Que le décor de scène soit une reproduction de la chambre à coucher de Lynda, le lit en bataille et la malle débordante, n'étonnera personne. Comme la chanteuse l'a démontré jusqu'ici, dans ses textes comme dans les entrevues qu'elle accorde, elle n'a rien à cacher. Tout est exposé à la vue, depuis ses états d'âme personnels jusqu'aux ficelles de sa poésie simple, dans laquelle — pourquoi s'en formaliser? —, tant de gens se reconnaissent.

Entre le «je» et le «tu»

De fait, Lynda est tout le contraire de la star intimidante; sa sincérité et sa franchise en ont fait l'amie, la soeur, du public, en même temps qu'elle a effarouché un autre auditoire, celui qui aime débusquer le sens caché des vers et analyser les accords complexes, bref, celui qui espère trouver dans la chanson ce que Lynda n'y a jamais cherché: la transcendance.

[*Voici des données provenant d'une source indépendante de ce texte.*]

//! SQLite connection pool management

use std::str::FromStr;
use std::time::Duration;

use sqlx::sqlite::{SqliteConnectOptions, SqlitePool, SqlitePoolOptions};

/// Database configuration for the connection pool
#[derive(Debug, Clone)]
pub struct DatabaseConfig {
    /// SQLite connection URL (e.g. `sqlite://board.db?mode=rwc`)
    pub url: String,
    /// Maximum number of connections in the pool
    pub max_connections: u32,
    /// Minimum number of connections to maintain
    pub min_connections: u32,
    /// Maximum time to wait for a connection
    pub acquire_timeout: Duration,
}

impl Default for DatabaseConfig {
    fn default() -> Self {
        Self {
            url: String::from("sqlite://board.db?mode=rwc"),
            max_connections: 5,
            min_connections: 1,
            acquire_timeout: Duration::from_secs(10),
        }
    }
}

impl From<&board_common::DatabaseConfig> for DatabaseConfig {
    fn from(config: &board_common::DatabaseConfig) -> Self {
        Self {
            url: config.url.clone(),
            max_connections: config.max_connections,
            min_connections: config.min_connections,
            ..Default::default()
        }
    }
}

/// Create a new SQLite connection pool.
///
/// `min_connections` is kept at one or above so in-memory databases survive
/// idle periods (an in-memory SQLite database lives only as long as a
/// connection to it does).
pub async fn create_pool(config: &DatabaseConfig) -> Result<SqlitePool, sqlx::Error> {
    let options = SqliteConnectOptions::from_str(&config.url)?;

    SqlitePoolOptions::new()
        .max_connections(config.max_connections)
        .min_connections(config.min_connections.max(1))
        .acquire_timeout(config.acquire_timeout)
        .connect_with(options)
        .await
}
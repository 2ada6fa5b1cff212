//! Domain errors - error types for the domain layer

use thiserror::Error;

/// Domain layer errors
#[derive(Debug, Error)]
pub enum DomainError {
    #[error("User not found: {0}")]
    UserNotFound(i64),

    #[error("Post not found: {0}")]
    PostNotFound(i64),

    #[error("Reaction not found: {0}")]
    ReactionNotFound(i64),

    #[error("Email already in use")]
    EmailAlreadyExists,

    #[error("Database error: {0}")]
    DatabaseError(String),
}

impl DomainError {
    /// Wire error code for API responses
    pub fn code(&self) -> &'static str {
        match self {
            Self::UserNotFound(_) => "invalid_user_id",
            Self::PostNotFound(_) => "invalid_post_id",
            Self::ReactionNotFound(_) => "invalid_reaction_id",
            Self::EmailAlreadyExists => "invalid_email",
            Self::DatabaseError(_) => "database_error",
        }
    }

    /// Wire error message for API responses
    pub fn message(&self) -> &'static str {
        match self {
            Self::UserNotFound(_) => "The user with such id doesn't exist",
            Self::PostNotFound(_) => "The post with such id doesn't exist",
            Self::ReactionNotFound(_) => "The reaction with such id doesn't exist",
            Self::EmailAlreadyExists => "user with such email already exists",
            Self::DatabaseError(_) => "database error",
        }
    }

    /// Check if this is a "not found" error
    pub fn is_not_found(&self) -> bool {
        matches!(
            self,
            Self::UserNotFound(_) | Self::PostNotFound(_) | Self::ReactionNotFound(_)
        )
    }
}
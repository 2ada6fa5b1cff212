//! # board-common
//!
//! Shared utilities across the workspace: configuration, application errors,
//! and telemetry setup.

pub mod config;
pub mod error;
pub mod telemetry;

pub use config::{AppConfig, ChartConfig, ConfigError, DatabaseConfig, Environment, ServerConfig};
pub use error::AppError;
pub use telemetry::{init_tracing, try_init_tracing, TracingConfig};
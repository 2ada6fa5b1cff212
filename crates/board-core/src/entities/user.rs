//! User entity - account that authors posts and reactions

/// User entity with its denormalized reaction counter
#[derive(Debug, Clone, PartialEq, Eq)]
pub struct User {
    pub id: i64,
    pub first_name: String,
    pub last_name: String,
    pub email: String,
    /// Count of reactions authored by this user, kept in sync by the store
    pub total_reactions: i64,
}

impl User {
    /// Create a new User with a zeroed reaction counter
    pub fn new(id: i64, first_name: String, last_name: String, email: String) -> Self {
        Self {
            id,
            first_name,
            last_name,
            email,
            total_reactions: 0,
        }
    }

    /// Full display name: "first last"
    pub fn full_name(&self) -> String {
        format!("{} {}", self.first_name, self.last_name)
    }
}
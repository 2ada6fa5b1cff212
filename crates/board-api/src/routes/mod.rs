//! Route definitions
//!
//! All API routes organized by resource, mounted at the root.

use axum::{
    routing::{get, post},
    Router,
};

use crate::handlers::{health, posts, reactions, users};
use crate::state::AppState;

/// Create the main API router with all routes
pub fn create_router() -> Router<AppState> {
    Router::new()
        .merge(health_routes())
        .merge(user_routes())
        .merge(post_routes())
        .merge(reaction_routes())
}

/// Health check routes
pub fn health_routes() -> Router<AppState> {
    Router::new()
        .route("/health", get(health::health_check))
        .route("/health/ready", get(health::readiness_check))
}

/// User routes
fn user_routes() -> Router<AppState> {
    Router::new()
        .route("/users/create", post(users::create_user))
        .route("/users/leaderboard", post(users::leaderboard))
        .route("/users/:user_id", get(users::get_user))
        .route("/users/delete/:user_id", post(users::delete_user))
        .route("/users/:user_id/posts", post(users::user_posts))
}

/// Post routes
fn post_routes() -> Router<AppState> {
    Router::new()
        .route("/posts/create", post(posts::create_post))
        .route("/posts/:post_id", get(posts::get_post))
        .route("/posts/delete/:post_id", post(posts::delete_post))
}

/// Reaction routes
fn reaction_routes() -> Router<AppState> {
    Router::new()
        .route("/reactions/react/:post_id", post(reactions::react))
        .route("/reactions/:reaction_id", get(reactions::get_reaction))
        .route(
            "/reactions/delete/:reaction_id",
            post(reactions::delete_reaction),
        )
}
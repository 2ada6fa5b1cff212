//! Service layer - business logic and use cases
//!
//! Each service borrows the shared [`ServiceContext`] and composes the
//! pure payload checks from `board-core` with the referential lookups
//! that need a repository.

pub mod context;
pub mod error;
pub mod leaderboard;
pub mod post;
pub mod reaction;
pub mod user;

pub use context::ServiceContext;
pub use error::{ServiceError, ServiceResult};
pub use leaderboard::{Leaderboard, LeaderboardService};
pub use post::PostService;
pub use reaction::ReactionService;
pub use user::UserService;
//! Telemetry and tracing setup

mod tracing_setup;

pub use tracing_setup::{
    init_tracing, try_init_tracing, try_init_tracing_with_config, TracingConfig, TracingError,
};
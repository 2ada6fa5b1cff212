//! Middleware stack for the API server
//!
//! Provides request IDs, tracing, and request timeouts.

use axum::{
    body::Body,
    http::{header, Request, StatusCode},
    Router,
};
use std::time::Duration;
use tower::ServiceBuilder;
use tower_http::{
    request_id::{MakeRequestUuid, PropagateRequestIdLayer, SetRequestIdLayer},
    timeout::TimeoutLayer,
    trace::{DefaultOnRequest, DefaultOnResponse, TraceLayer},
};
use tracing::Level;

use crate::state::AppState;

/// Header name for request ID
pub const REQUEST_ID_HEADER: &str = "x-request-id";

/// Apply middleware stack to the router
pub fn apply_middleware(router: Router<AppState>) -> Router<AppState> {
    router.layer(
        ServiceBuilder::new()
            // Request ID
            .layer(SetRequestIdLayer::new(
                header::HeaderName::from_static(REQUEST_ID_HEADER),
                MakeRequestUuid,
            ))
            .layer(PropagateRequestIdLayer::new(header::HeaderName::from_static(
                REQUEST_ID_HEADER,
            )))
            // Tracing
            .layer(
                TraceLayer::new_for_http()
                    .make_span_with(|request: &Request<Body>| {
                        let request_id = request
                            .headers()
                            .get(REQUEST_ID_HEADER)
                            .and_then(|v| v.to_str().ok())
                            .unwrap_or("unknown");

                        tracing::info_span!(
                            "http_request",
                            method = %request.method(),
                            uri = %request.uri(),
                            request_id = %request_id,
                        )
                    })
                    .on_request(DefaultOnRequest::new().level(Level::INFO))
                    .on_response(DefaultOnResponse::new().level(Level::INFO)),
            )
            // Timeout (returns 503 Service Unavailable on timeout)
            .layer(TimeoutLayer::with_status_code(
                StatusCode::SERVICE_UNAVAILABLE,
                Duration::from_secs(30),
            )),
    )
}
//! Response types and error handling for API endpoints
//!
//! The wire contract reports every client-facing failure as an HTTP 200
//! body of the form `{"errors": {code: message}}` so callers handle one
//! shape for validation errors, missing rows, and request-format problems
//! alike. Only internal failures surface as 500.

use axum::http::{header, StatusCode};
use axum::response::{IntoResponse, Response};
use axum::Json;
use board_core::validation::ValidationErrors;
use board_core::DomainError;
use board_service::ServiceError;
use serde::Serialize;
use thiserror::Error;
use tracing::error;

/// API error type for consistent error responses
#[derive(Debug, Error)]
pub enum ApiError {
    #[error("{0}")]
    Service(#[from] ServiceError),

    #[error("Unsupported content type")]
    InvalidContentType,

    #[error("Malformed request body")]
    MalformedBody,

    #[error("Internal server error")]
    Internal(#[source] anyhow::Error),
}

/// Body shape shared by every client-facing failure
#[derive(Debug, Serialize)]
struct ErrorBody {
    errors: ValidationErrors,
}

fn client_error(errors: ValidationErrors) -> Response {
    (StatusCode::OK, Json(ErrorBody { errors })).into_response()
}

fn single_error(code: &str, message: &str) -> Response {
    let mut errors = ValidationErrors::new();
    errors.insert(code, message);
    client_error(errors)
}

fn internal_error() -> Response {
    let mut errors = ValidationErrors::new();
    errors.insert("internal_error", "internal server error");
    (StatusCode::INTERNAL_SERVER_ERROR, Json(ErrorBody { errors })).into_response()
}

impl IntoResponse for ApiError {
    fn into_response(self) -> Response {
        match self {
            Self::Service(ServiceError::Validation(errors)) => client_error(errors),
            Self::Service(ServiceError::Domain(e)) => match e {
                DomainError::DatabaseError(_) => {
                    error!(error = %e, "Database error");
                    internal_error()
                }
                other => single_error(other.code(), other.message()),
            },
            Self::InvalidContentType => single_error(
                "invalid_content_type",
                "The content type should be application/json",
            ),
            Self::MalformedBody => single_error("invalid_json_format", "json format is invalid"),
            Self::Service(ServiceError::Internal(e)) | Self::Internal(e) => {
                error!(error = ?e, "Internal error");
                internal_error()
            }
        }
    }
}

/// Type alias for API results
pub type ApiResult<T> = Result<T, ApiError>;

/// PNG response with the image content type
pub struct Png(pub Vec<u8>);

impl IntoResponse for Png {
    fn into_response(self) -> Response {
        ([(header::CONTENT_TYPE, "image/png")], self.0).into_response()
    }
}

/// Successful deletion: 200 with an empty body
pub struct Deleted;

impl IntoResponse for Deleted {
    fn into_response(self) -> Response {
        StatusCode::OK.into_response()
    }
}
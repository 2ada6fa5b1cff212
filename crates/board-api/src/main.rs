//! Board API server entry point
//!
//! Run with:
//! ```bash
//! cargo run -p board-api
//! ```
//!
//! Configuration is loaded from environment variables, with a `.env` file
//! picked up when present.

use board_common::{try_init_tracing, AppConfig};
use tracing::{error, info};

#[tokio::main]
async fn main() {
    // Initialize tracing
    if let Err(e) = try_init_tracing() {
        eprintln!("Warning: Failed to initialize tracing: {e}");
    }

    // Run the server
    if let Err(e) = run().await {
        error!(error = %e, "Server failed to start");
        std::process::exit(1);
    }
}

async fn run() -> Result<(), Box<dyn std::error::Error>> {
    info!("Starting board API server...");

    // Load configuration
    let config = AppConfig::from_env().map_err(|e| {
        error!(error = %e, "Failed to load configuration");
        e
    })?;

    info!(
        env = ?config.env,
        port = config.server.port,
        "Configuration loaded"
    );

    // Run the server
    board_api::run(config).await?;

    Ok(())
}
//! Post database model

use sqlx::FromRow;

/// Database model for the posts table
#[derive(Debug, Clone, FromRow)]
pub struct PostModel {
    pub id: i64,
    pub author_id: i64,
    pub text: String,
    pub total_reactions: i64,
}
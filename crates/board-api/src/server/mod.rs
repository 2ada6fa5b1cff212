//! Server setup and initialization
//!
//! Provides the main application builder and server runner.

use std::net::SocketAddr;
use std::path::PathBuf;
use std::sync::Arc;

use axum::Router;
use board_common::{AppConfig, AppError};
use board_db::{
    create_pool, SqlitePostRepository, SqliteReactionRepository, SqliteUserRepository,
};
use board_service::ServiceContext;
use tokio::net::TcpListener;
use tracing::info;

use crate::middleware::apply_middleware;
use crate::routes::create_router;
use crate::state::AppState;

/// Build the complete Axum application with all routes and middleware
pub fn create_app(state: AppState) -> Router {
    let router = create_router();
    let router = apply_middleware(router);
    router.with_state(state)
}

/// Initialize all dependencies and create AppState
pub async fn create_app_state(config: AppConfig) -> Result<AppState, AppError> {
    // Create database pool and apply migrations
    info!("Connecting to SQLite...");
    let db_config = board_db::DatabaseConfig::from(&config.database);
    let pool = create_pool(&db_config)
        .await
        .map_err(|e| AppError::Database(e.to_string()))?;
    board_db::MIGRATOR
        .run(&pool)
        .await
        .map_err(|e| AppError::Database(e.to_string()))?;
    info!("SQLite connection established, schema up to date");

    // Make sure the chart output directory exists
    let chart_path = PathBuf::from(&config.chart.output_path);
    if let Some(parent) = chart_path.parent() {
        tokio::fs::create_dir_all(parent).await?;
    }

    // Create repositories
    let user_repo = Arc::new(SqliteUserRepository::new(pool.clone()));
    let post_repo = Arc::new(SqlitePostRepository::new(pool.clone()));
    let reaction_repo = Arc::new(SqliteReactionRepository::new(pool.clone()));

    let service_context =
        ServiceContext::new(pool, user_repo, post_repo, reaction_repo, chart_path);

    Ok(AppState::new(service_context, config))
}

/// Run the HTTP server
pub async fn run_server(app: Router, addr: SocketAddr) -> Result<(), AppError> {
    info!("Starting HTTP server on {}", addr);

    let listener = TcpListener::bind(addr)
        .await
        .map_err(|e| AppError::Config(format!("Failed to bind to {addr}: {e}")))?;

    info!("Server listening on http://{}", addr);

    axum::serve(listener, app)
        .await
        .map_err(|e| AppError::Config(format!("Server error: {e}")))?;

    Ok(())
}

/// Run the complete server with configuration
pub async fn run(config: AppConfig) -> Result<(), AppError> {
    let addr: SocketAddr = config
        .server
        .address()
        .parse()
        .map_err(|e| AppError::Config(format!("Invalid server address: {e}")))?;

    // Create app state
    let state = create_app_state(config).await?;

    // Build application
    let app = create_app(state);

    // Run server
    run_server(app, addr).await
}
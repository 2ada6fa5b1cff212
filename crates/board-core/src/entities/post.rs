//! Post entity - a text post owned by exactly one user

/// Post entity with its denormalized reaction counter
#[derive(Debug, Clone, PartialEq, Eq)]
pub struct Post {
    pub id: i64,
    pub author_id: i64,
    pub text: String,
    /// Count of reactions attached to this post, kept in sync by the store
    pub total_reactions: i64,
}

impl Post {
    /// Create a new Post with a zeroed reaction counter
    pub fn new(id: i64, author_id: i64, text: String) -> Self {
        Self {
            id,
            author_id,
            text,
            total_reactions: 0,
        }
    }
}
//! Database connection pool management

mod sqlite;

pub use sqlite::{create_pool, DatabaseConfig};

// Re-export SqlitePool for convenience
pub use sqlx::sqlite::SqlitePool;
//! Health check handlers
//!
//! Endpoints for liveness and readiness probes.

use axum::{extract::State, http::StatusCode, Json};
use board_service::{HealthResponse, ReadinessResponse};

use crate::state::AppState;

/// Basic health check (liveness probe)
///
/// GET /health
pub async fn health_check() -> Json<HealthResponse> {
    Json(HealthResponse::healthy())
}

/// Readiness check with dependency health
///
/// GET /health/ready
pub async fn readiness_check(
    State(state): State<AppState>,
) -> (StatusCode, Json<ReadinessResponse>) {
    let db_healthy = state.service_context().pool().acquire().await.is_ok();

    let response = ReadinessResponse::ready(db_healthy);
    let status = if db_healthy {
        StatusCode::OK
    } else {
        StatusCode::SERVICE_UNAVAILABLE
    };

    (status, Json(response))
}
//! Leaderboard bar-chart rendering
//!
//! Renders the users leaderboard as a PNG bar chart: one bar per user in
//! the requested order, bar height the user's reaction count. The font is
//! embedded so rendering works in containers without system fonts.

use std::path::Path;
use std::sync::Once;

use plotters::prelude::*;
use plotters::style::FontStyle;
use thiserror::Error;

use board_core::entities::User;

const CHART_WIDTH: u32 = 960;
const CHART_HEIGHT: u32 = 540;
const FONT_BYTES: &[u8] = include_bytes!("../../assets/DejaVuSans.ttf");

static FONTS: Once = Once::new();

/// Chart rendering errors
#[derive(Debug, Error)]
pub enum ChartError {
    #[error("chart rendering failed: {0}")]
    Render(String),
}

/// One bar of the leaderboard chart
#[derive(Debug, Clone, PartialEq, Eq)]
pub struct Bar {
    pub label: String,
    pub height: i64,
}

/// Map users (already in the requested order) to chart bars.
///
/// The label carries the user's full name and id so two users with the
/// same name stay distinguishable.
pub fn leaderboard_bars(users: &[User]) -> Vec<Bar> {
    users
        .iter()
        .map(|user| Bar {
            label: format!("{} (id: {})", user.full_name(), user.id),
            height: user.total_reactions,
        })
        .collect()
}

fn ensure_fonts() {
    FONTS.call_once(|| {
        // Registration only fails on a malformed font file
        let _ = plotters::style::register_font("sans-serif", FontStyle::Normal, FONT_BYTES);
    });
}

/// Render the leaderboard bars to a PNG at `path`, replacing any previous
/// render.
pub fn render_leaderboard(bars: &[Bar], path: &Path) -> Result<(), ChartError> {
    ensure_fonts();

    let root = BitMapBackend::new(path, (CHART_WIDTH, CHART_HEIGHT)).into_drawing_area();
    root.fill(&WHITE)
        .map_err(|e| ChartError::Render(e.to_string()))?;

    let x_count = bars.len().max(1);
    let y_max = bars.iter().map(|bar| bar.height).max().unwrap_or(0) + 1;

    let mut chart = ChartBuilder::on(&root)
        .caption("Users leaderboard", ("sans-serif", 28))
        .margin(20)
        .x_label_area_size(60)
        .y_label_area_size(50)
        .build_cartesian_2d((0..x_count).into_segmented(), 0..y_max)
        .map_err(|e| ChartError::Render(e.to_string()))?;

    chart
        .configure_mesh()
        .disable_x_mesh()
        .x_desc("User")
        .y_desc("Reaction count")
        .x_label_formatter(&|segment| match segment {
            SegmentValue::CenterOf(i) => bars
                .get(*i)
                .map(|bar| bar.label.clone())
                .unwrap_or_default(),
            _ => String::new(),
        })
        .draw()
        .map_err(|e| ChartError::Render(e.to_string()))?;

    chart
        .draw_series(bars.iter().enumerate().map(|(i, bar)| {
            Rectangle::new(
                [
                    (SegmentValue::Exact(i), 0),
                    (SegmentValue::Exact(i + 1), bar.height),
                ],
                BLUE.filled(),
            )
        }))
        .map_err(|e| ChartError::Render(e.to_string()))?;

    root.present()
        .map_err(|e| ChartError::Render(e.to_string()))?;
    Ok(())
}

Cette mise au point faite, reste à constater ceci: l'art avec lequel Lynda Lemay forge son répertoire et le communique au public forcent l'admiration. Et l'équipe d'amis dont elle s'était entourée samedi soir reconduisait ce sentiment à l'échelle de la scène: Mario Pelchat (Je n't'aime plus, dont il est l'auteur), France D'Amour (pour un medley), Martin Deschamps (Ma blonde est tellement...), ainsi que la jeune Marie-Pier Perreault (Si j'me marie), donnaient l'impression de lui rendre son amitié, de partager son admiration, d'investir avec elle le terrain qui se situe entre le «je» et le «tu».

Rompue à l'exercice de la confidence avec son public, Lemay n'a cependant pas l'habitude de rompre le contact avec la salle, fait que trahissaient ses petites maladresses d'interlocutrice, notamment avec Robert Charlebois, venu la surprendre en tout début de spectacle. Qu'à cela ne tienne, leur duo Ordinaire a fait lever le plafond et foré dans la salle des grands puits de larmes, de joie, de surprise, de transcendance, qui sait? Autre moment fort du spectacle: Marie-Jo Thério interprétant Les Souliers verts, une chanson comique de Lemay, dans laquelle elle imprimait sa folie et sa théâtralité. L'excellent humoriste Maxim Martin, à qui revenait la tâche de réparer l'outrage fait aux gars après que Lemay les eut traités de «Bande de dégonflés», a quant à lui arraché la salle au camp adverse.

Sur scène (sur disque, je ne saurais dire), Lynda Lemay chante bien, et juste. Ses mots se déversent avec la constance d'un torrent, indifféremment des éclats d'intelligence ou des platitudes, des vers astiqués et des rimes forcées, qui font de ses chansons un duel entre la tête et le coeur. Son art est simple, mais efficace, et son absence totale de prétention confirme qu'elle en est consciente. Sa petite chanson n'est pas révolutionnaire, sinon qu'elle révolutionne la vie de ceux qu'elle touche. Samedi soir, ils étaient plus de trois mille. Ce n'est pas rien.